2. Description of the Prior Art
It is currently recognized that while it is desirable with each brushing of the teeth to remove as much bacterial plaque as possible from the interproximal spaces and from beneath the free gingival margin as well as from the surfaces of the teeth, the bacteria in the plaque which are responsible for tooth decay and gingival deterioration are inactivated for periods of time up to twenty-four hours by isolation of the bacteria from their grouping in a plaque form, that is, by disturbing the plaque formed on the teeth and breaking up the grouping of the bacteria. Accordingly, it is being urged that teeth be brushed in a rotary motion in an attempt to reach beneath the free gingival margin rather than in a reciprocating movement parallel to the occlusal plane and also by such rotary motion to avoid tooth structure erosion caused by reciprocating brushing.
Inasmuch as the structures of the toothbrushes currently available do not promote the use of the desired rotary brushing motion nor provide means to facilitate reaching into the interproximal spaces and beneath the free gingival margin, there is a present need to provide a toothbrush which will not only discourage brushing parallel to the occlusal plane and encourage as well as facilitate the desirable rotary brushing movement, but will also provide means for reaching the interproximal spaces and beneath the free gingival margin.
Several proposals have been advanced to provide increased access to interproximal and free gingival margin areas of teeth. Significant among these is U.S. Pat. No. 4,209,871 to Ernest, that patent being hereby incorporated by reference. While the above-mentioned U.S. Pat. No. 4,209,871 discloses a toothbrush having a head which provides increased accessability to the teeth, the specialized nature of the brush head meant that it would be difficult to provide the brush in a wide variety of configurations.
Additionally, a good home dental program may require the use of different toothbrush designs. For example, if a patient brushed twice daily, he may wish to use a brush which is adapted to maximize cleaning of gingival areas in the morning and use a brush which maximizes cleaning of interproximal areas before he retires. In certain instances, a dentist may wish to prescribe the use of a certain type of toothbrush, such as a toothbrush designed to treat certain periodontal disorders.
While the primary function of a toothbrush is cleaning, toothbrushes are notoriously septic by their very nature. Macro and microscopic particles are often lodged between bristles. Likewise, particularly in humid climates, the bristles tend to remain septically moist for long periods of time at room temperatures, often until the next use of the toothbrush.
People have used various techniques in order to avoid septic conditions. In addition to vigorously rinsing the toothbrush before and after each use, people often use multiple toothbrushes, permitting a longer period of inactivity to exist between uses of a particular toothbrush. Septic conditions have also discouraged the use of toothbrush designs in which large amount of bristles are used because these large amounts of bristles makes it difficult to obtain dry condition of the toothbrush head.

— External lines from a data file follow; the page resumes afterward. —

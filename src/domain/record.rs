// ============================================================
// Layer 3 — StudentRecord and Difficulty
// ============================================================
// One row of the dataset:
//
//   hours_studied, exam_difficulty, score
//   4.37,          Easy,            60.2
//
// Difficulty is a closed set, so it is an enum rather than a
// string. Every boundary that accepts user input (CSV cells,
// CLI flags, HTTP bodies) goes through `Difficulty::from_str`
// and `validate_hours`, so invalid values never reach the model.

use std::{fmt, str::FromStr};

use serde::{Deserialize, Serialize};
use thiserror::Error;

/// Lowest and highest score an exam can produce.
pub const SCORE_MIN: f64 = 0.0;
pub const SCORE_MAX: f64 = 100.0;

/// Rejections for values that come from outside the process.
#[derive(Debug, Clone, PartialEq, Error)]
pub enum ValidationError {
    #[error("Invalid exam_difficulty '{0}'. Must be one of: Easy, Medium, Hard")]
    UnknownDifficulty(String),

    #[error("hours_studied must be a finite, non-negative number (got {0})")]
    InvalidHours(f64),
}

/// Exam difficulty category, one-hot encoded before fitting.
#[derive(Debug, Clone, Copy, PartialEq, Eq, Hash, Serialize, Deserialize)]
pub enum Difficulty {
    Easy,
    Medium,
    Hard,
}

impl Difficulty {
    /// All categories in encoding order. The one-hot columns are
    /// emitted in exactly this order.
    pub const ALL: [Difficulty; 3] = [Difficulty::Easy, Difficulty::Medium, Difficulty::Hard];

    pub fn as_str(&self) -> &'static str {
        match self {
            Difficulty::Easy   => "Easy",
            Difficulty::Medium => "Medium",
            Difficulty::Hard   => "Hard",
        }
    }

    /// Name of the indicator column for this category, e.g. `difficulty_Hard`.
    pub fn column_name(&self) -> String {
        format!("difficulty_{}", self.as_str())
    }
}

impl fmt::Display for Difficulty {
    fn fmt(&self, f: &mut fmt::Formatter<'_>) -> fmt::Result {
        f.write_str(self.as_str())
    }
}

impl FromStr for Difficulty {
    type Err = ValidationError;

    fn from_str(s: &str) -> Result<Self, Self::Err> {
        let trimmed = s.trim();
        Difficulty::ALL
            .into_iter()
            .find(|d| d.as_str().eq_ignore_ascii_case(trimmed))
            .ok_or_else(|| ValidationError::UnknownDifficulty(s.to_string()))
    }
}

/// Accept only finite, non-negative study hours.
pub fn validate_hours(hours: f64) -> Result<f64, ValidationError> {
    if hours.is_finite() && hours >= 0.0 {
        Ok(hours)
    } else {
        Err(ValidationError::InvalidHours(hours))
    }
}

/// A typed dataset row.
#[derive(Debug, Clone, PartialEq, Serialize, Deserialize)]
pub struct StudentRecord {
    pub hours_studied:   f64,
    pub exam_difficulty: Difficulty,
    pub score:           f64,
}

impl StudentRecord {
    pub fn new(hours_studied: f64, exam_difficulty: Difficulty, score: f64) -> Self {
        Self { hours_studied, exam_difficulty, score }
    }

    /// True when the score lies in the valid exam range.
    pub fn has_valid_score(&self) -> bool {
        (SCORE_MIN..=SCORE_MAX).contains(&self.score)
    }
}
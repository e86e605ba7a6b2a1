// ============================================================
// Layer 4 — CSV Loader
// ============================================================
// Reads the headered dataset CSV:
//
//   hours_studied,exam_difficulty,score
//   4.37,Easy,60.2
//   9.56,Medium,100.0
//
// Cells are kept as strings in a `Table`. Typing happens later,
// in the encoder, because which columns are features is a
// config choice. `CsvLoader` also implements RecordSource for
// the fixed three-column schema, used for the dataset summary.
//
// Difficulty cells are matched case-insensitively after trimming,
// so `hard`, ` HARD ` and `Hard` are all kept as Hard. Only names
// outside Easy/Medium/Hard make a row invalid.

use anyhow::{bail, Context, Result};
use std::{
    collections::BTreeMap,
    path::PathBuf,
};

use crate::data::encoder::{DIFFICULTY_COLUMN, HOURS_COLUMN};
use crate::domain::record::{Difficulty, StudentRecord};
use crate::domain::traits::RecordSource;

pub const SCORE_COLUMN: &str = "score";

/// A headered CSV held as raw string cells.
#[derive(Debug, Clone, PartialEq)]
pub struct Table {
    pub headers: Vec<String>,
    pub rows:    Vec<Vec<String>>,
}

impl Table {
    pub fn new(headers: Vec<String>, rows: Vec<Vec<String>>) -> Self {
        Self { headers, rows }
    }

    pub fn len(&self) -> usize {
        self.rows.len()
    }

    pub fn column_index(&self, name: &str) -> Option<usize> {
        self.headers.iter().position(|h| h == name)
    }

    /// Fail with the full list of missing and available columns.
    pub fn require_columns<S: AsRef<str>>(&self, required: &[S]) -> Result<()> {
        let missing: Vec<&str> = required
            .iter()
            .map(|c| c.as_ref())
            .filter(|c| self.column_index(c).is_none())
            .collect();

        if !missing.is_empty() {
            bail!(
                "Missing required columns: {}. Available columns: {:?}",
                missing.join(", "),
                self.headers
            );
        }
        Ok(())
    }
}

pub struct CsvLoader {
    path: PathBuf,
}

impl CsvLoader {
    pub fn new(path: impl Into<PathBuf>) -> Self {
        Self { path: path.into() }
    }

    pub fn load_table(&self) -> Result<Table> {
        if !self.path.exists() {
            bail!("Dataset not found at: {}", self.path.display());
        }

        let mut reader = csv::ReaderBuilder::new()
            .has_headers(true)
            .trim(csv::Trim::All)
            .from_path(&self.path)
            .with_context(|| format!("Cannot open '{}'", self.path.display()))?;

        let headers: Vec<String> = reader
            .headers()
            .with_context(|| format!("Cannot read header of '{}'", self.path.display()))?
            .iter()
            .map(String::from)
            .collect();

        let mut rows = Vec::new();
        for (line, record) in reader.records().enumerate() {
            let record = record.with_context(|| {
                format!("Malformed CSV row {} in '{}'", line + 2, self.path.display())
            })?;
            rows.push(record.iter().map(String::from).collect());
        }

        if rows.is_empty() {
            bail!("Loaded dataset is empty.");
        }

        tracing::info!("Loaded {} rows from '{}'", rows.len(), self.path.display());
        Ok(Table::new(headers, rows))
    }
}

impl RecordSource for CsvLoader {
    /// Typed rows for the fixed schema. Rows that fail to parse are skipped.
    fn load_records(&self) -> Result<Vec<StudentRecord>> {
        let table = self.load_table()?;
        table.require_columns(&[HOURS_COLUMN, DIFFICULTY_COLUMN, SCORE_COLUMN])?;

        // require_columns guarantees the lookups below succeed
        let idx = |name: &str| table.column_index(name).unwrap_or_default();
        let (h, d, s) = (idx(HOURS_COLUMN), idx(DIFFICULTY_COLUMN), idx(SCORE_COLUMN));

        let mut records = Vec::with_capacity(table.len());
        for (i, row) in table.rows.iter().enumerate() {
            let parsed = (|| -> Option<StudentRecord> {
                let hours      = row.get(h)?.parse::<f64>().ok().filter(|v| v.is_finite())?;
                let difficulty = row.get(d)?.parse::<Difficulty>().ok()?;
                let score      = row.get(s)?.parse::<f64>().ok().filter(|v| v.is_finite())?;
                Some(StudentRecord::new(hours, difficulty, score))
            })();

            match parsed {
                Some(record) => records.push(record),
                None => tracing::debug!("Skipping unparseable row {}: {:?}", i + 2, row),
            }
        }
        Ok(records)
    }
}

/// Quick sanity statistics over typed records.
#[derive(Debug, Clone, PartialEq)]
pub struct DatasetSummary {
    pub rows:                usize,
    pub per_difficulty:      BTreeMap<String, usize>,
    pub mean_hours:          f64,
    pub mean_score:          f64,
    pub out_of_range_scores: usize,
}

pub fn summarize(records: &[StudentRecord]) -> DatasetSummary {
    let rows = records.len();
    let mut per_difficulty = BTreeMap::new();
    for r in records {
        *per_difficulty.entry(r.exam_difficulty.to_string()).or_insert(0) += 1;
    }

    let mean = |f: fn(&StudentRecord) -> f64| {
        if rows == 0 { 0.0 } else { records.iter().map(f).sum::<f64>() / rows as f64 }
    };

    DatasetSummary {
        rows,
        per_difficulty,
        mean_hours:          mean(|r| r.hours_studied),
        mean_score:          mean(|r| r.score),
        out_of_range_scores: records.iter().filter(|r| !r.has_valid_score()).count(),
    }
}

Various disposable toothbrush designs have been advanced in the prior art. Notable among these is U.S. Pat. No. 4,227,275 to Ginsburg, et al., invented in part by one of the co-inventors of the present invention; that patent being hereby incorporated by reference.
The above-mentioned U.S. Pat. No. 4,227,276 discloses the use of a removable handle which may be re-formed when heated in hot water. This presents a partial solution to another problem in the prior art, that is the custom tailoring of toothbrush handles to the individual user.
While particular shapes of toothbrush handles may be more desirable, it may be also desirable to provide toothbrush handles which may be of particular highly specialized or expensive variety with the brushes being disposable.
It may also be desired to provide toothbrushes with handles which would be used for a variety of user applications. For example, if a user desired to use a toothbrush while spending the night away from home, she may wish to have the convenience of portability. She may also wish to have the convenience of using a particular toothbrush head configuration. If she is visiting someone whom she knows has an electric toothbrush handle, she may wish to have a handle which, if circumstances allow, permit her to attach her toothbrush to the electric toothbrush handle in conditions which are reasonable aseptic.
U.S. Pat. No. 3,994,039 discloses various methods for brushing teeth, that patent being hereby incorporated by reference. These methods include various combinations of back-and-forth movement and vertical brush movement designed to effectively clean the teeth and provide circulation at the gingival margin. In a similar matter, electric toothbrushes have been designed to provide various brush movements, primarily in an attempt to provide brushing action recommended by dentists. These include, in addition to vertical and horizontal movements, vertical rolling movements and combinations of horizontal and rolling movements. Recently, a short circular movement has received widespread acceptability in the dental profession. These diverse movements have been generally designed to be used with a single brush, usually having a simple rectangular or round shape, with little attention to improving brush design as well.
U.S. Pat. No. 4,399,582 issued to the present co-inventors discloses a toothbrush system wherein a plurality of disposable heads may be inserted into a disposable stem. The system permits the head and stem designs to be custom tailored to an individual patient's needs relative to mouth size, brushing comfort and dental and periodontal needs.
Although numerous toothbrush designs have been suggested in the above-cited patents, there is no disclosure relating to an oral hygiene system wherein a handle can be used with a plurality of detachable heads to provide the user with a total system of dental care whereby the user may clean his/her teeth using particular brushes, floss the teeth using a dental floss holder and examine the teeth using a dental mirror.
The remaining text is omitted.